3. Can freelancers and small business owners use ITR 1 or ITR 2?
No.
Freelancers and small business owners must use ITR 3 or ITR 4 depending on:
- Whether they opt for presumptive taxation (then use ITR 4)
- Or maintain regular books of accounts (then use ITR 3)
4. What happens if I file the wrong ITR form?
Filing the incorrect form can result in:
- Defective return notice under Section 139(9)
- Rejection of return
- Loss of refund
- Inability to carry forward losses
Always double-check eligibility criteria before submitting.
5. I hold unlisted shares but haven’t sold them. Can I still file ITR 1?
No.
Even if you haven’t sold them, holding unlisted equity disqualifies you from filing ITR 1 or ITR 4. You must use ITR 2 or ITR 3.
6. I returned to India after years abroad.
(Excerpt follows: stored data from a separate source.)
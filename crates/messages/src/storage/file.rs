//! File-based key-value substrate
//!
//! Directory structure:
//! ```text
//! store/
//!   lostfound.messages.json
//!   lostfound.threads.json
//! ```

use std::fs;
use std::path::{Path, PathBuf};

use anyhow::{Context, Result};

use super::KeyValueStore;

/// One file per key, written atomically
pub struct FileKeyValueStore {
    root: PathBuf,
}

impl FileKeyValueStore {
    /// Create a new file store rooted at the given directory
    pub fn new(root: impl AsRef<Path>) -> Result<Self> {
        let root = root.as_ref().to_path_buf();
        fs::create_dir_all(&root).context("Failed to create key-value storage directory")?;
        Ok(Self { root })
    }

    /// Get the file path for a key
    ///
    /// Anything outside `[A-Za-z0-9._-]` is replaced so keys cannot escape the root.
    fn key_path(&self, key: &str) -> PathBuf {
        let safe: String = key
            .chars()
            .map(|c| {
                if c.is_ascii_alphanumeric() || matches!(c, '.' | '_' | '-') {
                    c
                } else {
                    '_'
                }
            })
            .collect();
        self.root.join(format!("{}.json", safe))
    }
}

impl KeyValueStore for FileKeyValueStore {
    fn read(&self, key: &str) -> Result<Option<String>> {
        let path = self.key_path(key);
        if !path.exists() {
            return Ok(None);
        }
        let content = fs::read_to_string(&path)
            .with_context(|| format!("Failed to read {}", path.display()))?;
        Ok(Some(content))
    }

    fn write(&self, key: &str, value: &str) -> Result<()> {
        let path = self.key_path(key);

        // Write atomically (write to temp, then rename)
        let temp_path = path.with_extension("tmp");
        fs::write(&temp_path, value)
            .with_context(|| format!("Failed to write {}", temp_path.display()))?;
        fs::rename(&temp_path, &path)?;

        Ok(())
    }

    fn remove(&self, key: &str) -> Result<()> {
        let path = self.key_path(key);
        if path.exists() {
            fs::remove_file(&path)?;
        }
        Ok(())
    }
}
Which ITR form do I use?
If you qualify as an RNOR (Resident but Not Ordinarily Resident) based on past years of NRI status, you can file ITR 2 (if no business income) or ITR 3 (if business/professional income).
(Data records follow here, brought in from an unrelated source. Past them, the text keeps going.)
//! The message-thread store
//!
//! Owns the flat inbound list and the per-participant thread map, mirrors
//! both into a [`KeyValueStore`] after every mutation, and notifies
//! subscribers synchronously.
//!
//! The in-memory copy is the source of truth for the lifetime of the store.
//! Substrate failures are logged and reported through [`Persistence`]; they
//! never undo a mutation and never surface as errors.

use log::{debug, info, warn};
use serde::Serialize;
use serde::de::DeserializeOwned;
use std::collections::BTreeMap;
use std::sync::{Arc, PoisonError, RwLock, RwLockReadGuard, RwLockWriteGuard};

use crate::clock::{Clock, IdGenerator, SystemClock};
use crate::events::{EventKind, StoreEvent, Subscribers, Subscription};
use crate::models::{ADMIN_IDENTITY, InboundMessage, MessageId, ThreadMessage};
use crate::seed::{self, SEED_CONTACTS};
use crate::storage::KeyValueStore;

/// Substrate key for the flat inbound list
pub const MESSAGES_KEY: &str = "lostfound.messages";

/// Substrate key for the thread map
pub const THREADS_KEY: &str = "lostfound.threads";

type ThreadMap = BTreeMap<String, Vec<ThreadMessage>>;

/// Result of mirroring a collection into the substrate
#[derive(Debug, Clone, PartialEq, Eq)]
pub enum Persistence {
    Saved,
    Failed { key: &'static str, reason: String },
}

impl Persistence {
    pub fn is_saved(&self) -> bool {
        matches!(self, Persistence::Saved)
    }
}

/// A value created by the store plus how persisting it went
#[derive(Debug, Clone, PartialEq, Eq)]
pub struct Sent<T = ThreadMessage> {
    pub message: T,
    pub persistence: Persistence,
}

impl<T> Sent<T> {
    pub fn into_message(self) -> T {
        self.message
    }
}

/// Inbound messages and citizen/staff conversations
pub struct MessageThreadStore {
    substrate: Arc<dyn KeyValueStore>,
    clock: Arc<dyn Clock>,
    ids: IdGenerator,
    messages: RwLock<Vec<InboundMessage>>,
    threads: RwLock<ThreadMap>,
    subscribers: Subscribers,
}

impl MessageThreadStore {
    /// Load (and seed if empty) a store backed by `substrate`, using wall-clock time
    pub fn open(substrate: Arc<dyn KeyValueStore>) -> Self {
        Self::with_clock(substrate, Arc::new(SystemClock))
    }

    /// Load (and seed if empty) a store with an explicit time source
    pub fn with_clock(substrate: Arc<dyn KeyValueStore>, clock: Arc<dyn Clock>) -> Self {
        let ids = IdGenerator::new();
        let now = clock.now();

        let mut messages: Vec<InboundMessage> = load_or_default(substrate.as_ref(), MESSAGES_KEY);
        for msg in &messages {
            ids.observe(msg.id);
        }

        let mut threads: ThreadMap = load_or_default(substrate.as_ref(), THREADS_KEY);
        threads.retain(|_, thread| !thread.is_empty());
        for msg in threads.values().flatten() {
            ids.observe(msg.id);
        }

        if messages.is_empty() {
            messages = seed::inbound_messages(&ids, now);
            info!("Seeded {} example inbound messages", messages.len());
            let _ = save(substrate.as_ref(), MESSAGES_KEY, &messages);
        }

        let mut seeded_threads = 0;
        for contact in &SEED_CONTACTS {
            if !threads.contains_key(contact.email) {
                threads.insert(contact.email.to_string(), seed::thread_for(contact, &ids, now));
                seeded_threads += 1;
            }
        }
        if seeded_threads > 0 {
            info!("Seeded {} example threads", seeded_threads);
            let _ = save(substrate.as_ref(), THREADS_KEY, &threads);
        }

        Self {
            substrate,
            clock,
            ids,
            messages: RwLock::new(messages),
            threads: RwLock::new(threads),
            subscribers: Subscribers::new(),
        }
    }

    /// All inbound messages in insertion order (a copy)
    pub fn get_all(&self) -> Vec<InboundMessage> {
        self.read_messages().clone()
    }

    /// Delete every inbound message with `id`
    ///
    /// A [`StoreEvent::Deleted`] is dispatched even when nothing matched.
    pub fn remove(&self, id: MessageId) -> Persistence {
        let persistence = {
            let mut messages = self.write_messages();
            let before = messages.len();
            messages.retain(|m| m.id != id);
            debug!("Removed {} message(s) with id {}", before - messages.len(), id);
            save(self.substrate.as_ref(), MESSAGES_KEY, &*messages)
        };

        self.subscribers.dispatch(&StoreEvent::Deleted { id });
        persistence
    }

    /// Messages exchanged with `key`, oldest first (a copy; empty when unknown)
    pub fn get_thread(&self, key: &str) -> Vec<ThreadMessage> {
        self.read_threads().get(key).cloned().unwrap_or_default()
    }

    /// Participant keys that have at least one message
    pub fn thread_keys(&self) -> Vec<String> {
        self.read_threads().keys().cloned().collect()
    }

    /// Append a message to the thread for `key`, creating it if needed
    ///
    /// `sender` defaults to [`ADMIN_IDENTITY`], in which case the stored name
    /// is always [`crate::models::ADMIN_NAME`]. Nothing is validated; empty
    /// bodies are the caller's concern.
    pub fn send(&self, key: &str, display_name: &str, body: &str, sender: Option<&str>) -> Sent {
        let sender = sender.unwrap_or(ADMIN_IDENTITY);
        let now = self.clock.now();
        let message = ThreadMessage::new(self.ids.next(now), sender, display_name, body, now);

        let persistence = {
            let mut threads = self.write_threads();
            threads.entry(key.to_string()).or_default().push(message.clone());
            save(self.substrate.as_ref(), THREADS_KEY, &*threads)
        };

        self.subscribers.dispatch(&StoreEvent::ThreadUpdated {
            key: key.to_string(),
            message: message.clone(),
        });
        Sent {
            message,
            persistence,
        }
    }

    /// Staff reply to `key`
    pub fn send_as_admin(&self, key: &str, body: &str) -> Sent {
        self.send(key, "", body, None)
    }

    /// Message from the participant identified by `key`
    pub fn send_as_participant(&self, key: &str, display_name: &str, body: &str) -> Sent {
        self.send(key, display_name, body, Some(key))
    }

    /// Record a new inbound message (e.g. from the contact form)
    pub fn receive(
        &self,
        from: &str,
        email: &str,
        subject: &str,
        body: &str,
    ) -> Sent<InboundMessage> {
        let now = self.clock.now();
        let message = InboundMessage::new(self.ids.next(now), from, email, subject, body, now);

        let persistence = {
            let mut messages = self.write_messages();
            messages.push(message.clone());
            save(self.substrate.as_ref(), MESSAGES_KEY, &*messages)
        };

        self.subscribers.dispatch(&StoreEvent::Received {
            message: message.clone(),
        });
        Sent {
            message,
            persistence,
        }
    }

    /// Listen for changes of `kind`
    ///
    /// The handler runs synchronously inside the mutating call, after the
    /// change is visible through the getters.
    pub fn subscribe<F>(&self, kind: EventKind, handler: F) -> Subscription
    where
        F: Fn(&StoreEvent) + Send + Sync + 'static,
    {
        self.subscribers.subscribe(kind, handler)
    }

    fn read_messages(&self) -> RwLockReadGuard<'_, Vec<InboundMessage>> {
        self.messages.read().unwrap_or_else(PoisonError::into_inner)
    }

    fn write_messages(&self) -> RwLockWriteGuard<'_, Vec<InboundMessage>> {
        self.messages.write().unwrap_or_else(PoisonError::into_inner)
    }

    fn read_threads(&self) -> RwLockReadGuard<'_, ThreadMap> {
        self.threads.read().unwrap_or_else(PoisonError::into_inner)
    }

    fn write_threads(&self) -> RwLockWriteGuard<'_, ThreadMap> {
        self.threads.write().unwrap_or_else(PoisonError::into_inner)
    }
}

/// Read and decode `key`, falling back to the default on absence or any error
fn load_or_default<T: DeserializeOwned + Default>(substrate: &dyn KeyValueStore, key: &str) -> T {
    match substrate.read(key) {
        Ok(Some(raw)) => match serde_json::from_str(&raw) {
            Ok(value) => value,
            Err(e) => {
                warn!("Discarding undecodable data under {}: {}", key, e);
                T::default()
            }
        },
        Ok(None) => T::default(),
        Err(e) => {
            warn!("Failed to read {}: {:#}", key, e);
            T::default()
        }
    }
}

/// Encode and write `value` under `key`, logging failures
fn save<T: Serialize + ?Sized>(substrate: &dyn KeyValueStore, key: &'static str, value: &T) -> Persistence {
    let result = serde_json::to_string(value)
        .map_err(anyhow::Error::from)
        .and_then(|raw| substrate.write(key, &raw));

    match result {
        Ok(()) => Persistence::Saved,
        Err(e) => {
            warn!("Failed to persist {}: {:#}", key, e);
            Persistence::Failed {
                key,
                reason: format!("{:#}", e),
            }
        }
    }
}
7. What is presumptive taxation, and which form supports it?
Presumptive taxation under Sections 44AD, 44ADA, or 44AE lets eligible taxpayers declare income at a fixed rate without maintaining detailed books.
Use ITR 4 (Sugam) if:
- You’re a resident individual, HUF, or firm (not LLP)
- Turnover is within ₹2 crore (business) or ₹50 lakh (profession)
8. Is F&O income treated as capital gains or business income?
F&O income is treated as business income, even if it’s a side activity.
Therefore, you must file ITR 3, not ITR 2 or ITR 1.
9. Can I carry forward my capital losses if I file ITR form 1 or ITR 4?
No.
Only ITR 2 and ITR 3 allow carry-forward of short-term or long-term capital losses.
10. What should I do if I receive a notice under Section 139(9)?
This is a defective return notice.
- Log in to the income tax portal
- Review the errors
- Correct and refile the return within 15 days
11. What is a scrutiny notice under Section 143(2)?
This means your return has been selected for detailed scrutiny.
- Submit all requested documents
- Attend hearings (if called)
- Respond via portal
Non-compliance may result in estimated assessments and penalties.
12. What is ITR Form 10-IEA and when is it required?
Form 10-IEA is needed when:
- You’re opting out of the new tax regime
- Required when filing ITR 3, 4, or 5
13. Can an LLP file ITR form 4?
No.
LLPs must use ITR 5. ITR 4 is only for individuals, HUFs, and partnership firms (non-LLP).